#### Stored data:

....

use serde_json::Value;

use crate::models::{RequestProfile, SectionKind, SectionResult, TopicAnswers, TopicResults};
use crate::pipeline::prompt::LEGAL_SYSTEM_PROMPT;
use crate::pipeline::retrieval::RetrievalFilter;
use crate::pipeline::sanitize::{sanitize_user_text, MAX_FIELD_CHARS};
use crate::pipeline::schema::SchemaId;
use crate::pipeline::topics::LegalTopic;

use super::{
    generate_grounded, GroundedRequest, SectionError, SectionInput, SectionWorker, WorkerContext,
};

/// Legal & Business Topics: one entry per selected legal topic.
pub struct LegalWorker;

impl SectionWorker for LegalWorker {
    fn section(&self) -> SectionKind {
        SectionKind::LegalTopics
    }

    fn is_applicable(&self, profile: &RequestProfile) -> bool {
        !profile.legal_topics.is_empty()
    }

    fn produce(&self, input: &SectionInput<'_>, ctx: &WorkerContext) -> SectionResult {
        log_unselected_answers(input.profile);
        let empty = TopicAnswers::new();
        let mut topics = TopicResults::new();

        for label in &input.profile.legal_topics {
            let topic = match LegalTopic::resolve(label) {
                Ok(topic) => topic,
                Err(unmapped) => {
                    tracing::warn!(label = %label, "Unmapped legal topic, skipping retrieval");
                    let key = label.trim().to_string();
                    topics.insert(key, SectionError::from(unmapped).into_result(label.trim()));
                    continue;
                }
            };

            if topics.contains(topic.id()) {
                continue;
            }

            let answers = input.profile.topic_answers(topic.id(), label).unwrap_or(&empty);
            let result = match produce_topic(topic, answers, input, ctx) {
                Ok(value) => SectionResult::Generated(value),
                Err(e) => {
                    tracing::warn!(topic = topic.id(), error = %e, "Legal topic generation failed");
                    e.into_result(topic.title())
                }
            };
            topics.insert(topic.id(), result);
        }

        SectionResult::Topics(topics)
    }
}

fn produce_topic(
    topic: LegalTopic,
    answers: &TopicAnswers,
    input: &SectionInput<'_>,
    ctx: &WorkerContext,
) -> Result<Value, SectionError> {
    let query = legal_query(topic, answers, input.jurisdiction);
    let filter = RetrievalFilter::new(input.jurisdiction, topic.key());

    let mut lines = input.profile_lines.clone();
    let rendered = render_answers(answers);
    if !rendered.is_empty() {
        lines.push(format!("- {} Answers: {}", topic.title(), rendered.join("; ")));
    }

    generate_grounded(
        ctx,
        &GroundedRequest {
            subject: topic.title(),
            queries: vec![(query, filter)],
            system: LEGAL_SYSTEM_PROMPT,
            task: format!("the {} legal topic", topic.title()),
            schema: SchemaId::LegalTopicAnalysis,
            profile_lines: &lines,
        },
    )
}

/// Retrieval query for a legal topic, enriched with the user's answers.
pub(crate) fn legal_query(topic: LegalTopic, answers: &TopicAnswers, jurisdiction: &str) -> String {
    let jurisdiction = sanitize_user_text(jurisdiction, MAX_FIELD_CHARS);
    let mut query = format!("Legal requirements for {} in {jurisdiction}", topic.title());

    if topic == LegalTopic::EmploymentLaw && answer_is_yes(answers.get("hire-employees")) {
        match answers.get("employee-count").and_then(answer_text) {
            Some(count) => query.push_str(&format!(" for hiring {count} employees")),
            None => query.push_str(" for hiring employees"),
        }
    }

    let rendered = render_answers(answers);
    if !rendered.is_empty() {
        query.push_str(&format!(". {}", rendered.join("; ")));
    }
    query
}

/// `question: answer` pairs in key order, skipping empty answers.
fn render_answers(answers: &TopicAnswers) -> Vec<String> {
    answers
        .iter()
        .filter_map(|(question, answer)| {
            answer_text(answer).map(|text| {
                format!("{}: {text}", sanitize_user_text(question, MAX_FIELD_CHARS))
            })
        })
        .collect()
}

fn answer_text(answer: &Value) -> Option<String> {
    let text = match answer {
        Value::Null => return None,
        Value::String(s) => s.clone(),
        Value::Bool(true) => "Yes".to_string(),
        Value::Bool(false) => "No".to_string(),
        Value::Number(n) => n.to_string(),
        Value::Array(items) => items
            .iter()
            .filter_map(answer_text)
            .collect::<Vec<_>>()
            .join(", "),
        Value::Object(_) => answer.to_string(),
    };
    let text = sanitize_user_text(&text, MAX_FIELD_CHARS);
    (!text.is_empty()).then_some(text)
}

fn answer_is_yes(answer: Option<&Value>) -> bool {
    match answer {
        Some(Value::Bool(b)) => *b,
        Some(Value::String(s)) => s.trim().eq_ignore_ascii_case("yes"),
        _ => false,
    }
}

fn log_unselected_answers(profile: &RequestProfile) {
    for key in profile.legal_topic_data.keys() {
        let selected = profile.legal_topics.iter().any(|label| {
            label == key
                || LegalTopic::resolve(label)
                    .map(|t| t.id() == key.as_str())
                    .unwrap_or(false)
        });
        if !selected {
            tracing::debug!(topic = %key, "Ignoring answers for unselected legal topic");
        }
    }
}

#[cfg(test)]
mod tests {
    use super::*;
    use crate::models::ErrorKind;
    use crate::pipeline::testing::{shared_context, StubGenerator, StubRetriever};
    use crate::pipeline::worker::run_section;
    use serde_json::json;
    use std::sync::Arc;

    fn answers(pairs: &[(&str, Value)]) -> TopicAnswers {
        pairs
            .iter()
            .map(|(k, v)| (k.to_string(), v.clone()))
            .collect()
    }

    #[test]
    fn employment_query_includes_headcount() {
        let a = answers(&[("hire-employees", json!("Yes")), ("employee-count", json!("10"))]);
        let query = legal_query(LegalTopic::EmploymentLaw, &a, "Netherlands");
        assert!(query.starts_with(
            "Legal requirements for Employment Law in Netherlands for hiring 10 employees"
        ));
        assert!(query.ends_with(". employee-count: 10; hire-employees: Yes"));
    }

    #[test]
    fn employment_query_without_headcount() {
        let a = answers(&[("hire-employees", json!(true))]);
        let query = legal_query(LegalTopic::EmploymentLaw, &a, "Germany");
        assert!(query.starts_with("Legal requirements for Employment Law in Germany for hiring employees"));
    }

    #[test]
    fn no_hiring_means_no_hiring_clause() {
        let a = answers(&[("hire-employees", json!("No"))]);
        let query = legal_query(LegalTopic::EmploymentLaw, &a, "Germany");
        assert!(!query.contains("for hiring"));
    }

    #[test]
    fn plain_topic_query_without_answers() {
        let query = legal_query(LegalTopic::DataProtection, &TopicAnswers::new(), "France");
        assert_eq!(query, "Legal requirements for Data Protection in France");
    }

    #[test]
    fn answers_render_in_key_order() {
        let a = answers(&[
            ("setup-priority", json!("Speed")),
            ("entity-type", json!("Limited Liability Company")),
            ("local-directors", Value::Null),
            ("regions", json!(["EU", "UK"])),
        ]);
        assert_eq!(
            render_answers(&a),
            vec![
                "entity-type: Limited Liability Company",
                "regions: EU, UK",
                "setup-priority: Speed",
            ]
        );
    }

    #[test]
    fn worker_filters_on_topic_key_and_uses_answers_by_label() {
        let retriever = Arc::new(StubRetriever::with_passages(&["GDPR applies."]));
        let generator = Arc::new(StubGenerator::new());
        let ctx = shared_context(retriever.clone(), generator.clone());

        let mut profile = RequestProfile {
            primary_jurisdiction: Some("Netherlands".into()),
            legal_topics: vec!["Data Protection".into()],
            ..Default::default()
        };
        profile.legal_topic_data.insert(
            "Data Protection".into(),
            answers(&[("gdpr-readiness", json!("Partially"))]),
        );

        let result = run_section(&LegalWorker, &profile, &ctx);

        let calls = retriever.calls();
        assert_eq!(calls.len(), 1);
        assert_eq!(calls[0].filter.topic(), "data_protection");
        assert!(calls[0].query.contains("gdpr-readiness: Partially"));
        assert!(generator.prompts()[0]
            .user
            .contains("- Data Protection Answers: gdpr-readiness: Partially"));
        assert!(result.topics().unwrap().get("data-protection").unwrap().value().is_some());
        assert_eq!(generator.schemas_called(), vec!["legal_topic_analysis"]);
    }

    #[test]
    fn unmapped_legal_topic_is_marked() {
        let ctx = shared_context(Arc::new(StubRetriever::empty()), Arc::new(StubGenerator::new()));
        let profile = RequestProfile {
            primary_jurisdiction: Some("Netherlands".into()),
            legal_topics: vec!["Maritime law".into(), "immigration".into()],
            ..Default::default()
        };
        let result = run_section(&LegalWorker, &profile, &ctx);
        let topics = result.topics().unwrap();
        assert_eq!(
            topics.get("Maritime law").unwrap().marker().unwrap().kind,
            ErrorKind::UnmappedTopic
        );
        assert!(topics.get("immigration").unwrap().value().is_some());
    }

    #[test]
    fn answers_for_unselected_topics_are_ignored() {
        let retriever = Arc::new(StubRetriever::empty());
        let ctx = shared_context(retriever.clone(), Arc::new(StubGenerator::new()));
        let mut profile = RequestProfile {
            primary_jurisdiction: Some("Netherlands".into()),
            legal_topics: vec!["corporate-law".into()],
            ..Default::default()
        };
        profile
            .legal_topic_data
            .insert("employment-law".into(), answers(&[("hire-employees", json!("Yes"))]));

        let result = run_section(&LegalWorker, &profile, &ctx);

        assert_eq!(result.topics().unwrap().len(), 1);
        assert!(!retriever.calls()[0].query.contains("hire"));
    }
}
pub mod context;
pub mod generation;
pub mod orchestrator; // Plan → fan-out → fan-in with per-section isolation
pub mod plan;
pub mod prompt;
pub mod retrieval;
pub mod sanitize;
pub mod schema;
pub mod topics; // Tax/legal/corpus topic registry
pub mod worker;

#[cfg(test)]
pub(crate) mod testing;

pub use orchestrator::MemoOrchestrator;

....

#### Exercise prompt:
Write down exactly the span of lines above from the one containing "let profile = RequestProfile" to the one containing "let retriever = Arc::new(StubRetriever::empty());", both ends included.

#### Your solution:
        let profile = RequestProfile {
            primary_jurisdiction: Some("Netherlands".into()),
            legal_topics: vec!["Maritime law".into(), "immigration".into()],
            ..Default::default()
        };
        let result = run_section(&LegalWorker, &profile, &ctx);
        let topics = result.topics().unwrap();
        assert_eq!(
            topics.get("Maritime law").unwrap().marker().unwrap().kind,
            ErrorKind::UnmappedTopic
        );
        assert!(topics.get("immigration").unwrap().value().is_some());
    }

    #[test]
    fn answers_for_unselected_topics_are_ignored() {
        let retriever = Arc::new(StubRetriever::empty());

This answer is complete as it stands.